A Maryland federal judge has ruled that Geico General Insurance Co. misclassified security investigators as exempt from overtime pay.  In Calderon v. Geico, the Maryland federal court granted the employees’ motion for summary judgment and held that the employee investigators were entitled to receive overtime wages. The court held GEICO had misclassified the employees as exempt from overtime and rejected the employer’s claim that the employees fell within the administrative exemption of the Fair Labor Standards Act.

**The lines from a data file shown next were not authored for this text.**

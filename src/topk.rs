//! Bounded best-k selection for scans.
//!
//! The selector keeps exactly `k` slots sorted by ascending distance. Slots
//! start out empty (sentinel distance +inf), so the last slot's distance is
//! always a valid rejection threshold: most scanned rows fail the single
//! `distance < threshold` comparison and never touch the slot array.

use crate::index::traits::{SearchResult, SearchSlot};
use crate::types::VectorId;

#[derive(Debug, Clone, Copy, PartialEq)]
struct Entry {
    id: Option<VectorId>,
    distance: f32,
}

impl Entry {
    const EMPTY: Entry = Entry {
        id: None,
        distance: f32::INFINITY,
    };
}

/// Fixed-capacity, always-sorted list of the k smallest (distance, id) pairs.
#[derive(Debug, Clone)]
pub struct TopKSelector {
    entries: Vec<Entry>,
}

impl TopKSelector {
    /// Create a selector holding `k` empty slots.
    pub fn new(k: usize) -> Self {
        Self {
            entries: vec![Entry::EMPTY; k],
        }
    }

    /// Capacity k.
    #[inline]
    pub fn capacity(&self) -> usize {
        self.entries.len()
    }

    /// Distance of the worst kept slot; candidates must beat it strictly.
    ///
    /// `+inf` while any slot is empty; `-inf` for a zero-capacity selector.
    #[inline]
    pub fn threshold(&self) -> f32 {
        self.entries
            .last()
            .map(|e| e.distance)
            .unwrap_or(f32::NEG_INFINITY)
    }

    /// Offer a candidate. Returns true if it was kept.
    ///
    /// Rejected when `distance >= threshold` (and for NaN). Otherwise it is
    /// inserted after every kept entry with a distance `<=` its own, so
    /// earlier candidates win ties, and the worst entry falls off the end.
    #[inline]
    pub fn offer(&mut self, distance: f32, id: impl Into<VectorId>) -> bool {
        if !(distance < self.threshold()) {
            return false;
        }

        let at = self.entries.partition_point(|e| e.distance <= distance);
        self.entries.pop();
        self.entries.insert(
            at,
            Entry {
                id: Some(id.into()),
                distance,
            },
        );
        true
    }

    /// Number of slots holding a real candidate.
    pub fn filled(&self) -> usize {
        self.entries.iter().take_while(|e| e.id.is_some()).count()
    }

    /// Finalize into k ascending slots; unfilled positions are `Empty`.
    pub fn into_slots(self) -> Vec<SearchSlot> {
        self.entries
            .into_iter()
            .map(|e| match e.id {
                Some(id) => SearchSlot::Hit(SearchResult { id, distance: e.distance }),
                None => SearchSlot::Empty,
            })
            .collect()
    }
}
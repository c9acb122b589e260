//! Asymmetric distance computation (ADC) over product-quantized rows.
//!
//! Key concepts:
//! - A database vector is stored as P codes, one per subspace position
//! - The query stays uncompressed; its distance to every codebook entry is
//!   precomputed once into a P x C [`DistanceTable`]
//! - A row's approximate squared distance is then P table lookups summed,
//!   instead of an O(D) exact distance
//!
//! For IVFADC the "query" handed to [`DistanceTable::build`] is the residual
//! `query - coarse centroid` and the codebook is the residual codebook.

use crate::codebook::Codebook;
use crate::distance::scalar::squared_distance;
use crate::error::{AdcError, Result};
use crate::types::{CellId, VectorId};
use crate::vector::Vector;
use serde::{Deserialize, Serialize};

/// One database vector in compressed form.
#[derive(Debug, Clone, PartialEq, Eq, Serialize, Deserialize)]
pub struct QuantizedRow {
    pub id: VectorId,
    pub codes: Vec<u16>,
}

impl QuantizedRow {
    pub fn new(id: impl Into<VectorId>, codes: Vec<u16>) -> Self {
        Self {
            id: id.into(),
            codes,
        }
    }
}

/// A quantized row joined with its full-precision vector.
#[derive(Debug, Clone, PartialEq)]
pub struct JoinedRow {
    pub row: QuantizedRow,
    pub vector: Vector,
}

/// A residual code row tagged with the coarse cell it belongs to.
#[derive(Debug, Clone, PartialEq, Eq, Serialize, Deserialize)]
pub struct CellRow {
    pub cell: CellId,
    pub row: QuantizedRow,
}

/// Dense P x C table of squared subvector distances.
///
/// Layout: `[position 0: C floats][position 1: C floats]...` so that the
/// per-row lookups walk memory forward.
#[derive(Debug, Clone, PartialEq)]
pub struct DistanceTable {
    table: Vec<f32>,
    positions: usize,
    codes: usize,
}

impl DistanceTable {
    /// Precompute `table[pos][code] = ‖query[pos] - codebook(pos, code)‖²`.
    ///
    /// Costs O(P·C·subDim) once per query, independent of database size.
    pub fn build(query: &[f32], codebook: &Codebook) -> Result<Self> {
        if query.len() != codebook.dim() {
            return Err(AdcError::dimension_mismatch(codebook.dim(), query.len()));
        }

        let positions = codebook.positions();
        let codes = codebook.codes_per_position();
        let sub_dim = codebook.sub_dim();
        let layout = codebook.layout();
        let mut table = Vec::with_capacity(positions * codes);

        for pos in 0..positions {
            let query_sub = layout.subvector(query, pos);
            for centroid in codebook.position_block(pos).chunks_exact(sub_dim) {
                table.push(squared_distance(query_sub, centroid));
            }
        }

        Ok(Self {
            table,
            positions,
            codes,
        })
    }

    /// Number of positions (P).
    #[inline]
    pub fn positions(&self) -> usize {
        self.positions
    }

    /// Number of codes per position (C).
    #[inline]
    pub fn codes_per_position(&self) -> usize {
        self.codes
    }

    /// Distance for `(pos, code)`.
    ///
    /// # Panics
    /// Panics if `pos >= P` or `code >= C`.
    #[inline]
    pub fn get(&self, pos: usize, code: usize) -> f32 {
        assert!(pos < self.positions && code < self.codes);
        self.table[pos * self.codes + code]
    }

    /// The C distances of one position, or `None` if `pos >= P`.
    #[inline]
    pub fn position(&self, pos: usize) -> Option<&[f32]> {
        if pos >= self.positions {
            return None;
        }
        Some(&self.table[pos * self.codes..(pos + 1) * self.codes])
    }

    /// Approximate squared distance of a row: Σ table[pos][codes[pos]].
    ///
    /// Fails if the row has the wrong number of codes or a code ≥ C, which
    /// means the row was quantized with a different codebook.
    #[inline]
    pub fn row_distance(&self, row: &QuantizedRow) -> Result<f32> {
        if row.codes.len() != self.positions {
            return Err(AdcError::invalid_code_row(
                row.id.as_u64(),
                format!("{} codes, expected {}", row.codes.len(), self.positions),
            ));
        }

        let mut sum = 0.0f32;
        for (pos, (&code, dists)) in row
            .codes
            .iter()
            .zip(self.table.chunks_exact(self.codes))
            .enumerate()
        {
            match dists.get(code as usize) {
                Some(d) => sum += d,
                None => {
                    return Err(AdcError::invalid_code_row(
                        row.id.as_u64(),
                        format!("code {} at position {} exceeds {} codes", code, pos, self.codes),
                    ))
                }
            }
        }
        Ok(sum)
    }
}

 The court noted that in the Fourth Circuit, the FLSA’s administrative exemption is “narrowly construed,” and held that GEICO had failed to demonstrate by clear and convincing evidence that Investigators fit within the narrow administrative exemption.  The court further noted that although the Investigators appear to perform administrative tasks and exercise some discretion during investigations, the Investigators’ discretion does not bear on matters of significance.  See Desmond v. PNGI Charles Town Gaming, L.L.C., 564 F.3d 688, 692 (4th Cir. 2009) (“FLSA exemptions are to be ‘narrowly construed against the employers seeking to assert them and their application limited to those establishments plainly and unmistakably within [the exemptions’] terms and spirit.’”) (quoting Arnold v. Ben Kanowsky, Inc., 361 U.S. 388, 392 (1960)).

The Maryland federal court also noted that the mere fact that an employee may do important work does not render the employee exempt from overtime:

“[A]ll employees exercise some discretion in deciding how to perform their jobs, and the way in which they exercise that discretion likely will affect matters of significance.”  Id. at 908.  Specifically, for “claims investigators, how they exercise their discretion in conducting an investigation will impact or affect how a claims adjuster . . . decides the significant matter of the value of the claim.  But an exercise of discretion that impacts or affects a matter of significance is not exercising discretion with respect to a matter of significance.  If the rule were otherwise, all employees would arguably meet the third element of the definition of administrative employees.”

This case will now proceed to the damages stage of the litigation for determining the amount of wages owed to the employees.